> _Problem to work on_
All lines with the word "KnownPattern" must be pulled from the entries below.

Dataset entries:

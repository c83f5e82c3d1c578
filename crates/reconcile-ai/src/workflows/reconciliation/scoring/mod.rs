//! Deterministic, explainable candidate scoring.
//!
//! Both variants share one shape: independent factors, each clamped to its own band,
//! summed into a 0-100 confidence. Scoring is pure and performs no I/O, so identical
//! inputs always produce identical breakdowns.

mod categorization;
mod config;
mod matching;

pub use config::{
    ScoringConfig, DEFAULT_AMBIGUITY_FLOOR, DEFAULT_AUTO_APPLY_THRESHOLD,
    DEFAULT_MINIMUM_THRESHOLD,
};
pub use matching::normalize_reference;

use std::cmp::Ordering;

use serde::{Deserialize, Serialize};

use super::domain::{Candidate, CandidateId, Transaction};

/// Independent evidence the deterministic path weighs.
#[derive(Debug, Clone, Copy, PartialEq, Eq, Hash, PartialOrd, Ord, Serialize, Deserialize)]
#[serde(rename_all = "snake_case")]
pub enum ScoreFactor {
    Reference,
    Amount,
    CounterpartyName,
    KnownPattern,
    HistoricalPrecedent,
    TypicalAmount,
    DescriptionQuality,
}

impl ScoreFactor {
    pub const fn label(self) -> &'static str {
        match self {
            ScoreFactor::Reference => "reference",
            ScoreFactor::Amount => "amount",
            ScoreFactor::CounterpartyName => "counterparty_name",
            ScoreFactor::KnownPattern => "known_pattern",
            ScoreFactor::HistoricalPrecedent => "historical_precedent",
            ScoreFactor::TypicalAmount => "typical_amount",
            ScoreFactor::DescriptionQuality => "description_quality",
        }
    }

    /// Inclusive point band the factor is clamped to.
    pub const fn band(self) -> (i16, i16) {
        match self {
            ScoreFactor::Reference => (0, 40),
            ScoreFactor::Amount => (0, 40),
            ScoreFactor::CounterpartyName => (0, 20),
            ScoreFactor::KnownPattern => (0, 60),
            ScoreFactor::HistoricalPrecedent => (0, 30),
            ScoreFactor::TypicalAmount => (0, 10),
            ScoreFactor::DescriptionQuality => (-10, 0),
        }
    }
}

/// Discrete contribution to a candidate's score, kept for the audit trail.
#[derive(Debug, Clone, PartialEq, Eq, Serialize, Deserialize)]
pub struct ScoreComponent {
    pub factor: ScoreFactor,
    pub points: i16,
    /// Human-readable rule that fired. Never echoes raw transaction text.
    pub notes: String,
}

impl ScoreComponent {
    pub(crate) fn new(factor: ScoreFactor, points: i16, notes: impl Into<String>) -> Self {
        let (min, max) = factor.band();
        Self {
            factor,
            points: points.clamp(min, max),
            notes: notes.into(),
        }
    }
}

/// Per-candidate factor contributions and their sum.
#[derive(Debug, Clone, PartialEq, Eq, Serialize, Deserialize)]
pub struct ScoreBreakdown {
    pub candidate_id: CandidateId,
    pub components: Vec<ScoreComponent>,
    pub total: u8,
}

impl ScoreBreakdown {
    pub(crate) fn from_components(
        candidate_id: CandidateId,
        components: Vec<ScoreComponent>,
    ) -> Self {
        let sum: i16 = components.iter().map(|component| component.points).sum();
        Self {
            candidate_id,
            components,
            total: sum.clamp(0, 100) as u8,
        }
    }

    /// Evidence row for a request that produced no candidates at all.
    pub fn unmatched() -> Self {
        Self {
            candidate_id: CandidateId("unmatched".to_string()),
            components: Vec::new(),
            total: 0,
        }
    }

    pub fn points_for(&self, factor: ScoreFactor) -> i16 {
        self.components
            .iter()
            .filter(|component| component.factor == factor)
            .map(|component| component.points)
            .sum()
    }

    pub fn summary(&self) -> String {
        let parts: Vec<String> = self
            .components
            .iter()
            .map(|component| format!("{}={}", component.factor.label(), component.points))
            .collect();
        format!("{} scored {} ({})", self.candidate_id, self.total, parts.join(", "))
    }

    fn tie_break_key(&self) -> (i16, i16) {
        let identifying =
            self.points_for(ScoreFactor::Reference) + self.points_for(ScoreFactor::KnownPattern);
        let supporting = self.points_for(ScoreFactor::Amount)
            + self.points_for(ScoreFactor::HistoricalPrecedent);
        (identifying, supporting)
    }
}

/// Total order used to rank candidates: score, strongest identifying factor,
/// strongest amount/precedent factor, then candidate id.
pub fn rank_order(a: &ScoreBreakdown, b: &ScoreBreakdown) -> Ordering {
    b.total
        .cmp(&a.total)
        .then_with(|| b.tie_break_key().0.cmp(&a.tie_break_key().0))
        .then_with(|| b.tie_break_key().1.cmp(&a.tie_break_key().1))
        .then_with(|| a.candidate_id.cmp(&b.candidate_id))
}

/// Stateless scorer for both decision types.
#[derive(Debug, Clone, Default)]
pub struct DeterministicScorer;

impl DeterministicScorer {
    pub fn new() -> Self {
        Self
    }

    pub fn score(&self, transaction: &Transaction, candidate: &Candidate) -> ScoreBreakdown {
        let components = match candidate {
            Candidate::Invoice(invoice) => matching::score_invoice(transaction, invoice),
            Candidate::Account(account) => categorization::score_account(transaction, account),
        };
        ScoreBreakdown::from_components(candidate.id().clone(), components)
    }

    /// Score every candidate and return the breakdowns best-first.
    pub fn rank(&self, transaction: &Transaction, candidates: &[Candidate]) -> Vec<ScoreBreakdown> {
        let mut ranked: Vec<ScoreBreakdown> = candidates
            .iter()
            .map(|candidate| self.score(transaction, candidate))
            .collect();
        ranked.sort_by(rank_order);
        ranked
    }
}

> _Written reply_
    KnownPattern,
            ScoreFactor::KnownPattern => "known_pattern",
            ScoreFactor::KnownPattern => (0, 60),
            self.points_for(ScoreFactor::Reference) + self.points_for(ScoreFactor::KnownPattern);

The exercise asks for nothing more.